October 1999, Reported by Dr Mervyn Miller

The British School at Rome, originally designed by Lutyens in 1910, as an exhibition building, based upon the upper storey of the west front of St Paul’s Cathedral, provided an appropriate setting for a comprehensive, and congenial analysis of his work beyond the British Isles. Organised and chaired by Gavin Stamp and Andrew Hopkins, the contributions ranged across Lutyens’s travels in Europe, his exhibition buildings and his war memorials, as well as the major projects in New Delhi and Washington. In addition to scholars of many years standing, such as Margaret Richardson, Hermione Hobhouse, Roderick Gradidge, Gavin Stamp and Robert Irving, the event was notable for including the work of a younger generation. As Gavin Stamp reminded us, the standing of Lutyens is reflected by the calibre of ongoing research into his life and work, and its context. It was good to hear from Jane Ridley, who is currently working on a new biography of her great-grandfather, in which we are promised a reassessment of the role of his wife, Lady Emily Lytton.

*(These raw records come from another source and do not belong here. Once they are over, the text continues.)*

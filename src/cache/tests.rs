use std::sync::Arc;
use std::time::Duration;

use super::*;
use crate::hashing::cache_key;

fn unit(seed: f32) -> Vec<f32> {
    let mut v = vec![seed, 1.0 - seed, 0.5, 0.25];
    crate::embedding::l2_normalize(&mut v);
    v
}

fn cache() -> SemanticCache<Arc<MemoryCacheStore>> {
    let store = Arc::new(MemoryCacheStore::new());
    SemanticCache::new(store, SemanticCacheConfig::default()).unwrap()
}

async fn store_answer(cache: &SemanticCache<Arc<MemoryCacheStore>>, tenant: &str, role: &str) {
    cache
        .set(
            "what is the notice period",
            &unit(0.3),
            "Thirty days.",
            &["termination.txt".to_string()],
            tenant,
            role,
            None,
        )
        .await
        .unwrap();
}

/// Store whose every call fails.
struct BrokenStore;

impl CacheStore for BrokenStore {
    async fn hset(&self, _key: &str, _fields: CacheFields, _ttl: Duration) -> CacheResult<()> {
        Err(CacheError::Store {
            message: "connection reset".to_string(),
        })
    }

    async fn hgetall(&self, _key: &str) -> CacheResult<Option<CacheFields>> {
        Err(CacheError::Store {
            message: "connection reset".to_string(),
        })
    }

    async fn delete_matching(&self, _pattern: &str) -> CacheResult<u64> {
        Err(CacheError::Store {
            message: "connection reset".to_string(),
        })
    }
}

#[test]
fn test_config_validate() {
    assert!(SemanticCacheConfig::default().validate().is_ok());
    assert!(
        SemanticCacheConfig::default()
            .with_threshold(1.5)
            .validate()
            .is_err()
    );
    assert!(
        SemanticCacheConfig::default()
            .with_ttl(Duration::ZERO)
            .validate()
            .is_err()
    );
    let invalid = SemanticCacheConfig::default().with_threshold(-0.1);
    assert!(SemanticCache::new(MemoryCacheStore::new(), invalid).is_err());
}

#[test]
fn test_embedding_bytes() {
    let v = vec![0.5f32, -1.25, 3.0];
    let bytes = embedding_to_bytes(&v);
    assert_eq!(bytes.len(), 12);
    assert_eq!(embedding_from_bytes(&bytes), Some(v));
    assert_eq!(embedding_from_bytes(&bytes[..7]), None);
    assert_eq!(embedding_from_bytes(&[]), None);
}

#[tokio::test]
async fn test_set_then_get_is_hit() {
    let cache = cache();
    store_answer(&cache, "acme", "employee").await;

    let hit = cache
        .get("what is the notice period", &unit(0.3), "acme", "employee")
        .await
        .unwrap()
        .expect("hit");
    assert_eq!(hit.answer, "Thirty days.");
    assert_eq!(hit.sources, vec!["termination.txt"]);
    assert!((hit.similarity - 1.0).abs() < 1e-5);
    assert_eq!(hit.cached_query, "what is the notice period");
}

#[tokio::test]
async fn test_tenant_and_role_are_normalized() {
    let cache = cache();
    store_answer(&cache, " ACME ", "Employee").await;

    let hit = cache
        .get("what is the notice period", &unit(0.3), "acme", "employee")
        .await
        .unwrap();
    assert!(hit.is_some());
}

#[tokio::test]
async fn test_other_tenant_misses() {
    let cache = cache();
    store_answer(&cache, "acme", "employee").await;

    let miss = cache
        .get("what is the notice period", &unit(0.3), "globex", "employee")
        .await
        .unwrap();
    assert!(miss.is_none());
}

#[tokio::test]
async fn test_other_role_misses() {
    let cache = cache();
    store_answer(&cache, "acme", "employee").await;

    let miss = cache
        .get("what is the notice period", &unit(0.3), "acme", "manager")
        .await
        .unwrap();
    assert!(miss.is_none());
}

#[tokio::test]
async fn test_below_threshold_misses_despite_key_match() {
    let cache = cache();
    store_answer(&cache, "acme", "employee").await;

    let orthogonal = vec![0.5, -0.5, 0.5, -0.5];
    let miss = cache
        .get("what is the notice period", &orthogonal, "acme", "employee")
        .await
        .unwrap();
    assert!(miss.is_none());
}

#[tokio::test]
async fn test_threshold_boundary_is_inclusive() {
    let store = Arc::new(MemoryCacheStore::new());
    let cache = SemanticCache::new(store, SemanticCacheConfig::default().with_threshold(1.0)).unwrap();

    let v = vec![1.0, 0.0];
    cache.set("q", &v, "a", &[], "t", "r", None).await.unwrap();
    assert!(cache.get("q", &v, "t", "r").await.unwrap().is_some());
}

#[tokio::test]
async fn test_zero_norm_embedding_has_zero_similarity() {
    let permissive = SemanticCache::new(
        MemoryCacheStore::new(),
        SemanticCacheConfig::default().with_threshold(0.0),
    )
    .unwrap();
    permissive
        .set("q", &[1.0, 0.0], "a", &[], "t", "r", None)
        .await
        .unwrap();

    // similarity is 0.0, which still passes a 0.0 threshold.
    let hit = permissive
        .get("q", &[0.0, 0.0], "t", "r")
        .await
        .unwrap()
        .unwrap();
    assert_eq!(hit.similarity, 0.0);

    let strict = cache();
    strict
        .set("q", &[1.0, 0.0], "a", &[], "t", "r", None)
        .await
        .unwrap();
    assert!(strict.get("q", &[0.0, 0.0], "t", "r").await.unwrap().is_none());
}

#[tokio::test]
async fn test_dimension_mismatch_misses() {
    let cache = cache();
    store_answer(&cache, "acme", "employee").await;

    let miss = cache
        .get("what is the notice period", &[1.0, 0.0], "acme", "employee")
        .await
        .unwrap();
    assert!(miss.is_none());
}

#[tokio::test]
async fn test_set_overwrites_existing_entry() {
    let cache = cache();
    store_answer(&cache, "acme", "employee").await;
    cache
        .set(
            "what is the notice period",
            &unit(0.3),
            "Updated: sixty days.",
            &[],
            "acme",
            "employee",
            None,
        )
        .await
        .unwrap();

    let hit = cache
        .get("what is the notice period", &unit(0.3), "acme", "employee")
        .await
        .unwrap()
        .unwrap();
    assert_eq!(hit.answer, "Updated: sixty days.");
    assert!(hit.sources.is_empty());
}

#[tokio::test]
async fn test_entries_expire_after_ttl() {
    let cache = cache();
    cache
        .set(
            "short lived",
            &unit(0.1),
            "soon gone",
            &[],
            "acme",
            "employee",
            Some(Duration::from_millis(50)),
        )
        .await
        .unwrap();
    assert!(
        cache
            .get("short lived", &unit(0.1), "acme", "employee")
            .await
            .unwrap()
            .is_some()
    );

    tokio::time::sleep(Duration::from_millis(150)).await;
    assert!(
        cache
            .get("short lived", &unit(0.1), "acme", "employee")
            .await
            .unwrap()
            .is_none()
    );
}

#[tokio::test]
async fn test_corrupt_embedding_is_a_miss_and_not_purged() {
    let store = Arc::new(MemoryCacheStore::new());
    let cache = SemanticCache::new(store.clone(), SemanticCacheConfig::default()).unwrap();

    let key = cache_key("acme", "employee", "broken");
    let mut fields = CacheFields::new();
    fields.insert("embedding".to_string(), vec![1, 2, 3]);
    fields.insert("answer".to_string(), b"stale".to_vec());
    store.hset(&key, fields, Duration::from_secs(60)).await.unwrap();

    let result = cache.get("broken", &unit(0.2), "acme", "employee").await.unwrap();
    assert!(result.is_none());
    assert!(store.contains_key(&key));
}

#[tokio::test]
async fn test_invalidate_by_tenant() {
    let cache = cache();
    store_answer(&cache, "acme", "employee").await;
    store_answer(&cache, "acme", "manager").await;
    store_answer(&cache, "globex", "employee").await;

    assert_eq!(cache.invalidate(Some("ACME"), None).await.unwrap(), 2);
    assert!(
        cache
            .get("what is the notice period", &unit(0.3), "globex", "employee")
            .await
            .unwrap()
            .is_some()
    );
}

#[tokio::test]
async fn test_invalidate_by_role() {
    let cache = cache();
    store_answer(&cache, "acme", "employee").await;
    store_answer(&cache, "acme", "manager").await;
    store_answer(&cache, "globex", "employee").await;

    assert_eq!(cache.invalidate(None, Some("employee")).await.unwrap(), 2);
    assert!(
        cache
            .get("what is the notice period", &unit(0.3), "acme", "manager")
            .await
            .unwrap()
            .is_some()
    );
}

#[tokio::test]
async fn test_invalidate_by_tenant_and_role() {
    let cache = cache();
    store_answer(&cache, "acme", "employee").await;
    store_answer(&cache, "acme", "manager").await;

    assert_eq!(
        cache
            .invalidate(Some("acme"), Some("manager"))
            .await
            .unwrap(),
        1
    );
}

#[tokio::test]
async fn test_invalidate_everything() {
    let store = Arc::new(MemoryCacheStore::new());
    let cache = SemanticCache::new(store.clone(), SemanticCacheConfig::default()).unwrap();
    store_answer(&cache, "acme", "employee").await;
    store_answer(&cache, "globex", "manager").await;

    assert_eq!(cache.invalidate(None, None).await.unwrap(), 2);
    assert!(store.is_empty());
}

#[tokio::test]
async fn test_tenant_with_glob_characters_cannot_widen_invalidation() {
    let cache = cache();
    store_answer(&cache, "acme", "employee").await;
    store_answer(&cache, "globex", "employee").await;

    assert_eq!(cache.invalidate(Some("*"), None).await.unwrap(), 0);
    assert_eq!(cache.invalidate(Some("acme:employee"), None).await.unwrap(), 0);
}

#[tokio::test]
async fn test_malformed_pattern_is_rejected_without_deleting() {
    let store = MemoryCacheStore::new();
    store
        .hset(&cache_key("acme", "employee", "q"), CacheFields::new(), Duration::from_secs(60))
        .await
        .unwrap();

    let err = store.delete_matching("cache:query:[").await.unwrap_err();
    assert!(matches!(err, CacheError::InvalidPattern { .. }));
    assert_eq!(store.len(), 1);
}

#[tokio::test]
async fn test_store_errors_surface() {
    let cache = SemanticCache::new(BrokenStore, SemanticCacheConfig::default()).unwrap();

    assert!(matches!(
        cache.get("q", &[1.0], "t", "r").await.unwrap_err(),
        CacheError::Store { .. }
    ));
    assert!(cache.set("q", &[1.0], "a", &[], "t", "r", None).await.is_err());
    assert!(cache.invalidate(None, None).await.is_err());
}

#[test]
fn test_entry_fields_roundtrip_keeps_metadata() {
    let entry = CacheEntry {
        tenant: "acme".to_string(),
        role: "employee".to_string(),
        query: "q".to_string(),
        embedding: vec![0.1, 0.2],
        answer: "a".to_string(),
        sources: vec!["x.txt".to_string()],
        timestamp: chrono::DateTime::parse_from_rfc3339("2024-05-01T12:00:00Z")
            .unwrap()
            .with_timezone(&chrono::Utc),
    };
    let decoded = CacheEntry::from_fields(&entry.to_fields().unwrap()).unwrap();
    assert_eq!(decoded, entry);
}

David Crellin gave two contrasted papers – on Lutyens’s architectural translation of Wren and Sanmicheli, and on the war memorials of the Somme. John Rollo’s computer analysis of the typology of Lutyens’s house plans would have amazed their creator, but revealed his instinctive ability to generate multiple variations on simple ground rules. Emmanuel Ducamp revealed the genesis of that most intriguing house, Le Bois des Moutiers, and others commissioned by the Mallet family. Sadly, Alan Greenberg was unable to attend but his paper on the British Embassy at Washington, presented by Andrew Hopkins, rounded off the event most fittingly.